### EXERCISE DIRECTIONS
When you reach the line containing "#[derive(Deserialize, Serialize, Clone, Debug, PartialEq)]" in the entries below, start writing out each line exactly, and stop after the line containing "use prometheus::Gauge;".

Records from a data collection
· · · · · · ·
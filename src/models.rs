use serde::{Deserialize, Serialize};
use url::Url;

use crate::error::AppError;

// POST /query request body
#[derive(Deserialize, Serialize, Clone, Debug)]
pub struct QueryRequest {
    pub user_input: String,
    pub search_url: String,
}

// POST /query response body
#[derive(Deserialize, Serialize, Clone, Debug, PartialEq)]
pub struct QueryResponse {
    pub generated_text: String,
    pub search_results: Vec<String>,
}

impl QueryRequest {
    // Only absolute http(s) targets are handed to the browser
    pub fn target_url(&self) -> Result<Url, AppError> {
        let url = Url::parse(self.search_url.trim())
            .map_err(|e| AppError::InvalidRequest(format!("search_url is not a valid URL: {e}")))?;
        match url.scheme() {
            "http" | "https" => Ok(url),
            other => Err(AppError::InvalidRequest(format!(
                "search_url scheme {other:?} is not supported"
            ))),
        }
    }
}
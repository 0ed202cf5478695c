use std::sync::Arc;
use crate::auth::Authenticator;
use crate::completion::CompletionClient;
use crate::rate_limit::SlidingWindowLimiter;
use crate::search::SearchExecutor;
// app's shared state

pub struct AppState {
    pub authenticator: Authenticator,
    pub rate_limiter: Arc<SlidingWindowLimiter>,
    pub completion: Arc<dyn CompletionClient>,
    pub search: SearchExecutor,
}
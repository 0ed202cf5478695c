use dashmap::DashMap;
use dashmap::mapref::entry::Entry;
use prometheus::Gauge;
use std::collections::VecDeque;
use std::sync::Arc;
use std::time::{Duration, Instant};
use tokio::task::JoinHandle;
use tokio::time::interval;

use crate::metrics::TRACKED_CREDENTIALS;

/// Sliding-window limiter keyed by credential.
///
/// Each credential owns a deque of the instants at which its calls were
/// admitted. The prune/check/append sequence for one credential runs while the
/// DashMap entry lock is held, so two concurrent calls for the same key can
/// never both see a stale under-budget count.
pub struct SlidingWindowLimiter {
    windows: DashMap<String, VecDeque<Instant>>,
    limit: usize,
    window: Duration,
    tracked_gauge: Gauge,
}

impl SlidingWindowLimiter {
    pub fn new(limit: usize, window: Duration) -> Self {
        Self {
            windows: DashMap::new(),
            limit,
            window,
            tracked_gauge: TRACKED_CREDENTIALS.clone(),
        }
    }

    // Report tracked credentials on `gauge` instead of the global one
    #[cfg(test)]
    pub fn with_gauge(mut self, gauge: Gauge) -> Self {
        self.tracked_gauge = gauge;
        self
    }

    // Admit and record a call for `key`, or reject without recording
    pub fn check_and_record(&self, key: &str) -> bool {
        self.check_and_record_at(key, Instant::now())
    }

    pub fn check_and_record_at(&self, key: &str, now: Instant) -> bool {
        let (admitted, created) = {
            let (mut entry, created) = match self.windows.entry(key.to_string()) {
                Entry::Occupied(e) => (e.into_ref(), false),
                Entry::Vacant(e) => (e.insert(VecDeque::new()), true),
            };

            while let Some(&oldest) = entry.front() {
                if now.saturating_duration_since(oldest) >= self.window {
                    entry.pop_front();
                } else {
                    break;
                }
            }

            if entry.len() >= self.limit {
                (false, created)
            } else {
                entry.push_back(now);
                (true, created)
            }
        };

        // len() locks every shard, so it only runs once the entry is released
        if created {
            self.tracked_gauge.set(self.windows.len() as f64);
        }
        admitted
    }

    // Calls still counted against `key` as of `now`
    #[cfg(test)]
    pub fn in_window_at(&self, key: &str, now: Instant) -> usize {
        self.windows
            .get(key)
            .map(|w| {
                w.iter()
                    .filter(|t| now.saturating_duration_since(**t) < self.window)
                    .count()
            })
            .unwrap_or(0)
    }

    pub fn tracked(&self) -> usize {
        self.windows.len()
    }

    /// Drop credentials whose whole window has aged out. Returns how many
    /// entries were removed.
    pub fn sweep_at(&self, now: Instant) -> usize {
        let before = self.windows.len();
        self.windows.retain(|_, w| {
            w.back()
                .is_some_and(|last| now.saturating_duration_since(*last) < self.window)
        });
        let removed = before.saturating_sub(self.windows.len());
        self.tracked_gauge.set(self.windows.len() as f64);
        removed
    }

    pub fn sweep(&self) -> usize {
        self.sweep_at(Instant::now())
    }

    // Background sweeper; abort the handle to tear it down
    pub fn spawn_sweeper(self: &Arc<Self>, every: Duration) -> JoinHandle<()> {
        let limiter = Arc::clone(self);
        tokio::spawn(async move {
            let mut ticker = interval(every);
            tracing::info!(interval = ?every, "rate window sweeper started");
            loop {
                ticker.tick().await;
                let removed = limiter.sweep();
                if removed > 0 {
                    tracing::debug!(removed, remaining = limiter.tracked(), "swept idle rate windows");
                }
            }
        })
    }
}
· · · · · · ·
### ANSWER TO THIS EXERCISE
#[derive(Deserialize, Serialize, Clone, Debug, PartialEq)]
pub struct QueryResponse {
    pub generated_text: String,
    pub search_results: Vec<String>,
}

impl QueryRequest {
    // Only absolute http(s) targets are handed to the browser
    pub fn target_url(&self) -> Result<Url, AppError> {
        let url = Url::parse(self.search_url.trim())
            .map_err(|e| AppError::InvalidRequest(format!("search_url is not a valid URL: {e}")))?;
        match url.scheme() {
            "http" | "https" => Ok(url),
            other => Err(AppError::InvalidRequest(format!(
                "search_url scheme {other:?} is not supported"
            ))),
        }
    }
}
repository 0ed202cf5478695c
use std::sync::Arc;
use crate::auth::Authenticator;
use crate::completion::CompletionClient;
use crate::rate_limit::SlidingWindowLimiter;
use crate::search::SearchExecutor;
// app's shared state

pub struct AppState {
    pub authenticator: Authenticator,
    pub rate_limiter: Arc<SlidingWindowLimiter>,
    pub completion: Arc<dyn CompletionClient>,
    pub search: SearchExecutor,
}
repository 0ed202cf5478695c
use dashmap::DashMap;
use dashmap::mapref::entry::Entry;
use prometheus::Gauge;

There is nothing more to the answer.